Neonatal ultrasonic screening and follow up of urinary tract malformations

1996 
: 1881 consecutive healthy newborn babies underwent abdominal ultrasonography on day 4-6. 228 subjects presented an echographic abnormality. Renal abnormalities were diagnosed in 213 newborn. Of those, 134 had dilatative uropathy with a pelvic diameter greater than 5 mm, 73 renal medulla hyperechogenicity, 3 ectopics, 2 unilateral renal agenesis and one horseshoe kidney. Extrarenal findings were present in 15 neonates: 11 with surrenal gland haemorrhage and 4 with hepatic ultrasonographic alterations. Grignon classification was used for evaluation of the dilatative urinary tract abnormalities. In 173 renal pelvis (134 neonates) the anteroposterior diameter was found > 5 mm: 97 were classified as GI (5-10 mm), 45 as GII (10-15 mm), 13 as GIII ( > 15 mm), 11 as GIV (moderate dilatation of the calyces with easily identified residual renal cortex) and 7 as GV (severe dilatation of the calyces with atrophic cortex).

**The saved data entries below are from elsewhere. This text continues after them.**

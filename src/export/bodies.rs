//! Body sink: one tab-separated `identifier<TAB>body` record per line.

use std::io::Write;

use crate::error::{Result, SiftError};

/// Append-only TSV writer for message bodies.
///
/// Embedded newlines are escaped to the literal two-character `\n` and tabs
/// become spaces, preserving the one-line-per-record invariant.
pub struct BodyWriter<W: Write> {
    out: W,
}

impl<W: Write> BodyWriter<W> {
    pub fn new(out: W) -> Self {
        Self { out }
    }

    /// Write one `id<TAB>body` record.
    pub fn write(&mut self, id: &str, body: &str) -> Result<()> {
        let flat = body.replace('\n', "\\n").replace('\t', " ");
        writeln!(self.out, "{id}\t{flat}")
            .map_err(|e| SiftError::Export(format!("body record: {e}")))
    }

    pub fn flush(&mut self) -> Result<()> {
        self.out
            .flush()
            .map_err(|e| SiftError::Export(format!("body flush: {e}")))
    }

    /// Consume the writer, returning the underlying sink.
    pub fn into_inner(self) -> W {
        self.out
    }
}
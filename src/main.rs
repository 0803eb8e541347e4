//! CLI entry point for `listsift`.

use std::fs::OpenOptions;
use std::io::BufWriter;
use std::path::{Path, PathBuf};
use std::time::Instant;

use clap::{CommandFactory, Parser, Subcommand};
use indicatif::{ProgressBar, ProgressStyle};

use listsift::config::{self, Config};
use listsift::export::bodies::BodyWriter;
use listsift::export::catalog::CatalogWriter;
use listsift::pipeline::{extract_file, extract_stream, ExtractOptions, ExtractStats};

#[derive(Parser)]
#[command(
    name = "listsift",
    version,
    about = "Extract messages from mailing-list archive dumps"
)]
struct Cli {
    #[command(subcommand)]
    command: Commands,

    /// Verbose logging (-v info, -vv debug, -vvv trace)
    #[arg(short, long, action = clap::ArgAction::Count, global = true)]
    verbose: u8,
}

#[derive(Subcommand)]
enum Commands {
    /// Extract messages into an NDJSON catalog and a TSV bodies file
    Extract {
        /// Archive text files to process
        #[arg(required = true)]
        inputs: Vec<PathBuf>,

        /// Catalog output path (one JSON object per message)
        #[arg(short, long, default_value = "catalog.jsonl")]
        catalog: PathBuf,

        /// Bodies output path (one id<TAB>body line per message)
        #[arg(short, long, default_value = "bodies.tsv")]
        bodies: PathBuf,

        /// Lower inclusive bound for accepted Date years
        #[arg(long)]
        min_year: Option<i32>,

        /// Upper inclusive bound for accepted Date years
        #[arg(long)]
        max_year: Option<i32>,

        /// Suppress the progress bar
        #[arg(short, long)]
        quiet: bool,
    },
    /// Segment inputs and report counts without writing output
    Stats {
        /// Archive text files to process
        #[arg(required = true)]
        inputs: Vec<PathBuf>,

        #[arg(long)]
        json: bool,
    },
    /// Generate shell completions
    Completions {
        #[arg(value_enum)]
        shell: clap_complete::Shell,
    },
    /// Generate a man page
    Manpage,
}

fn main() -> anyhow::Result<()> {
    let cli = Cli::parse();

    let cfg = config::load_config();

    let log_level = match cli.verbose {
        0 => cfg.general.log_level.clone(),
        1 => "info".to_string(),
        2 => "debug".to_string(),
        _ => "trace".to_string(),
    };
    setup_logging(&log_level, &cfg);

    match cli.command {
        Commands::Extract {
            inputs,
            catalog,
            bodies,
            min_year,
            max_year,
            quiet,
        } => cmd_extract(&inputs, &catalog, &bodies, min_year, max_year, quiet, &cfg),
        Commands::Stats { inputs, json } => cmd_stats(&inputs, json, &cfg),
        Commands::Completions { shell } => cmd_completions(shell),
        Commands::Manpage => cmd_manpage(),
    }
}

/// Set up tracing with stderr output and optional file logging.
fn setup_logging(level: &str, config: &Config) {
    use tracing_subscriber::layer::SubscriberExt;
    use tracing_subscriber::util::SubscriberInitExt;

    let env_filter = tracing_subscriber::EnvFilter::try_from_default_env()
        .unwrap_or_else(|_| tracing_subscriber::EnvFilter::new(level));

    let stderr_layer = tracing_subscriber::fmt::layer().with_writer(std::io::stderr);

    // Try to set up file logging
    let log_dir = config::cache_dir(config);
    if std::fs::create_dir_all(&log_dir).is_ok() {
        let file_appender = tracing_appender::rolling::never(&log_dir, "listsift.log");
        let file_layer = tracing_subscriber::fmt::layer()
            .with_ansi(false)
            .with_writer(file_appender);

        tracing_subscriber::registry()
            .with(env_filter)
            .with(stderr_layer)
            .with(file_layer)
            .init();
    } else {
        // Fall back to stderr only
        tracing_subscriber::registry()
            .with(env_filter)
            .with(stderr_layer)
            .init();
    }
}

/// Options for one input file: config defaults, flag overrides, and the
/// archive name recorded in every record.
fn options_for(input: &Path, min_year: Option<i32>, max_year: Option<i32>, cfg: &Config) -> ExtractOptions {
    let bounds = (
        min_year.unwrap_or(cfg.extract.min_year),
        max_year.unwrap_or(cfg.extract.max_year),
    );
    let archive = input
        .file_name()
        .map(|n| n.to_string_lossy().into_owned())
        .unwrap_or_else(|| input.display().to_string());
    ExtractOptions {
        year_bounds: bounds,
        extras: vec![("archive".to_string(), archive)],
    }
}

/// Extract all inputs into the two sinks.
fn cmd_extract(
    inputs: &[PathBuf],
    catalog_path: &Path,
    bodies_path: &Path,
    min_year: Option<i32>,
    max_year: Option<i32>,
    quiet: bool,
    cfg: &Config,
) -> anyhow::Result<()> {
    let catalog_file = OpenOptions::new()
        .create(true)
        .append(true)
        .open(catalog_path)?;
    let bodies_file = OpenOptions::new()
        .create(true)
        .append(true)
        .open(bodies_path)?;
    let mut catalog = CatalogWriter::new(BufWriter::new(catalog_file));
    let mut bodies = BodyWriter::new(BufWriter::new(bodies_file));

    let start = Instant::now();
    let mut total = ExtractStats::default();

    for input in inputs {
        let options = options_for(input, min_year, max_year, cfg);

        let pb = if quiet {
            ProgressBar::hidden()
        } else {
            let pb = ProgressBar::new(std::fs::metadata(input).map(|m| m.len()).unwrap_or(0));
            pb.set_style(
                ProgressStyle::default_bar()
                    .template(&format!(
                        "{{spinner:.green}} {} [{{bar:40.cyan/blue}}] {{bytes}}/{{total_bytes}} ({{eta}})",
                        input.display()
                    ))
                    .expect("valid template")
                    .progress_chars("#>-"),
            );
            pb
        };

        let stats = extract_file(
            input,
            &options,
            &mut catalog,
            &mut bodies,
            Some(&|current, total_bytes| {
                pb.set_length(total_bytes);
                pb.set_position(current);
            }),
        )?;
        pb.finish_and_clear();

        println!(
            "  {}: {} message(s), {} block(s) skipped",
            input.display(),
            stats.messages,
            stats.skipped
        );
        total.messages += stats.messages;
        total.skipped += stats.skipped;
    }

    println!(
        "  Wrote {} message(s) from {} file(s) in {:.1?} → {} + {}",
        total.messages,
        inputs.len(),
        start.elapsed(),
        catalog_path.display(),
        bodies_path.display()
    );
    Ok(())
}

/// Segment and count each input, discarding the records.
fn cmd_stats(inputs: &[PathBuf], json: bool, cfg: &Config) -> anyhow::Result<()> {
    let mut report: Vec<(String, ExtractStats)> = Vec::new();

    for input in inputs {
        let options = options_for(input, None, None, cfg);
        let file = std::fs::File::open(input)?;
        let reader = std::io::BufReader::with_capacity(cfg.performance.read_buffer_size, file);
        let mut catalog = CatalogWriter::new(std::io::sink());
        let mut bodies = BodyWriter::new(std::io::sink());
        let stats = extract_stream(reader, &options, &mut catalog, &mut bodies)?;
        report.push((input.display().to_string(), stats));
    }

    if json {
        let entries: Vec<serde_json::Value> = report
            .iter()
            .map(|(path, stats)| {
                serde_json::json!({
                    "file": path,
                    "messages": stats.messages,
                    "skipped": stats.skipped,
                })
            })
            .collect();
        println!("{}", serde_json::to_string_pretty(&entries)?);
    } else {
        for (path, stats) in &report {
            println!(
                "  {path}: {} message(s), {} block(s) skipped",
                stats.messages, stats.skipped
            );
        }
    }
    Ok(())
}

/// Generate shell completions and print to stdout.
fn cmd_completions(shell: clap_complete::Shell) -> anyhow::Result<()> {
    let mut cmd = Cli::command();
    clap_complete::generate(shell, &mut cmd, "listsift", &mut std::io::stdout());
    Ok(())
}

/// Generate a man page and print to stdout.
fn cmd_manpage() -> anyhow::Result<()> {
    let cmd = Cli::command();
    let man = clap_mangen::Man::new(cmd);
    let mut buf = Vec::new();
    man.render(&mut buf)?;
    std::io::Write::write_all(&mut std::io::stdout(), &buf)?;
    Ok(())
}
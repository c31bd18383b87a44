//! Factory Module
//!
//! Allocation of databases and sharing of environments.
//!
//! ## Responsibilities
//! - Open and track named databases in one environment (`DatabaseFactory`)
//! - Generate unique names for temporary databases
//! - Map equal configurations to one shared factory (`DatabaseFactoryManager`)

mod database_factory;
mod manager;

pub use database_factory::DatabaseFactory;
pub use manager::DatabaseFactoryManager;
//! Tests for DirectoryLock
//!
//! These tests verify:
//! - Exclusive ownership of a directory
//! - The lock note written into the lock file
//! - Release on unlock and on drop

use std::fs;

use binstore::env::{DirectoryLock, LOCK_FILE_NAME};
use binstore::ErrorKind;
use tempfile::TempDir;

// =============================================================================
// Acquire Tests
// =============================================================================

#[test]
fn test_lock_acquires_and_writes_note() {
    let temp_dir = TempDir::new().unwrap();
    let mut lock = DirectoryLock::new(temp_dir.path(), "owned by test");

    assert!(!lock.is_locked());
    assert!(lock.try_lock().unwrap());
    assert!(lock.is_locked());

    let lock_path = temp_dir.path().join(LOCK_FILE_NAME);
    assert_eq!(lock.lock_path(), lock_path);
    assert_eq!(fs::read_to_string(&lock_path).unwrap().trim(), "owned by test");
}

#[test]
fn test_lock_is_reentrant_for_same_instance() {
    let temp_dir = TempDir::new().unwrap();
    let mut lock = DirectoryLock::new(temp_dir.path(), "note");

    assert!(lock.try_lock().unwrap());
    assert!(lock.try_lock().unwrap());
}

#[test]
fn test_second_lock_on_same_directory_fails() {
    let temp_dir = TempDir::new().unwrap();
    let mut first = DirectoryLock::new(temp_dir.path(), "first");
    let mut second = DirectoryLock::new(temp_dir.path(), "second");

    assert!(first.try_lock().unwrap());
    assert!(!second.try_lock().unwrap());
    assert!(!second.is_locked());

    // the loser must not clobber the owner's note
    let note = fs::read_to_string(first.lock_path()).unwrap();
    assert_eq!(note.trim(), "first");
}

#[test]
fn test_lock_in_missing_directory_is_setup_error() {
    let temp_dir = TempDir::new().unwrap();
    let mut lock = DirectoryLock::new(temp_dir.path().join("missing"), "note");

    let err = lock.try_lock().unwrap_err();
    assert_eq!(err.kind(), ErrorKind::Setup);
}

// =============================================================================
// Release Tests
// =============================================================================

#[test]
fn test_unlock_releases_and_deletes_file() {
    let temp_dir = TempDir::new().unwrap();
    let mut first = DirectoryLock::new(temp_dir.path(), "first");
    let mut second = DirectoryLock::new(temp_dir.path(), "second");

    assert!(first.try_lock().unwrap());
    assert!(first.try_unlock().unwrap());
    assert!(!first.is_locked());
    assert!(!temp_dir.path().join(LOCK_FILE_NAME).exists());

    assert!(second.try_lock().unwrap());
}

#[test]
fn test_unlock_without_lock_returns_false() {
    let temp_dir = TempDir::new().unwrap();
    let mut lock = DirectoryLock::new(temp_dir.path(), "note");

    assert!(!lock.try_unlock().unwrap());
}

#[test]
fn test_drop_releases_lock() {
    let temp_dir = TempDir::new().unwrap();

    {
        let mut lock = DirectoryLock::new(temp_dir.path(), "scoped");
        assert!(lock.try_lock().unwrap());
    }

    assert!(!temp_dir.path().join(LOCK_FILE_NAME).exists());
    let mut again = DirectoryLock::new(temp_dir.path(), "again");
    assert!(again.try_lock().unwrap());
}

The follow-up of 72.3% of these abnormalities showed a spontaneous normalization in 90% of GI, 73% of GII and 58% of GIII. Only one patient with GIII demonstrated progressive dilatation and he underwent corrective surgery. 15 of the 17 newborn with severe uropathy (GIV-GV), had regular follow-up. 8 underwent surgery and 7 showed a progressive spontaneous recovery and in 4 of these cases a complete resolution. The ultrasound follow-up of all cases of renal medulla hyperechogenicity and surrenal gland haemorrhage shows a spontaneous resolution without any clinical or biochemical complication.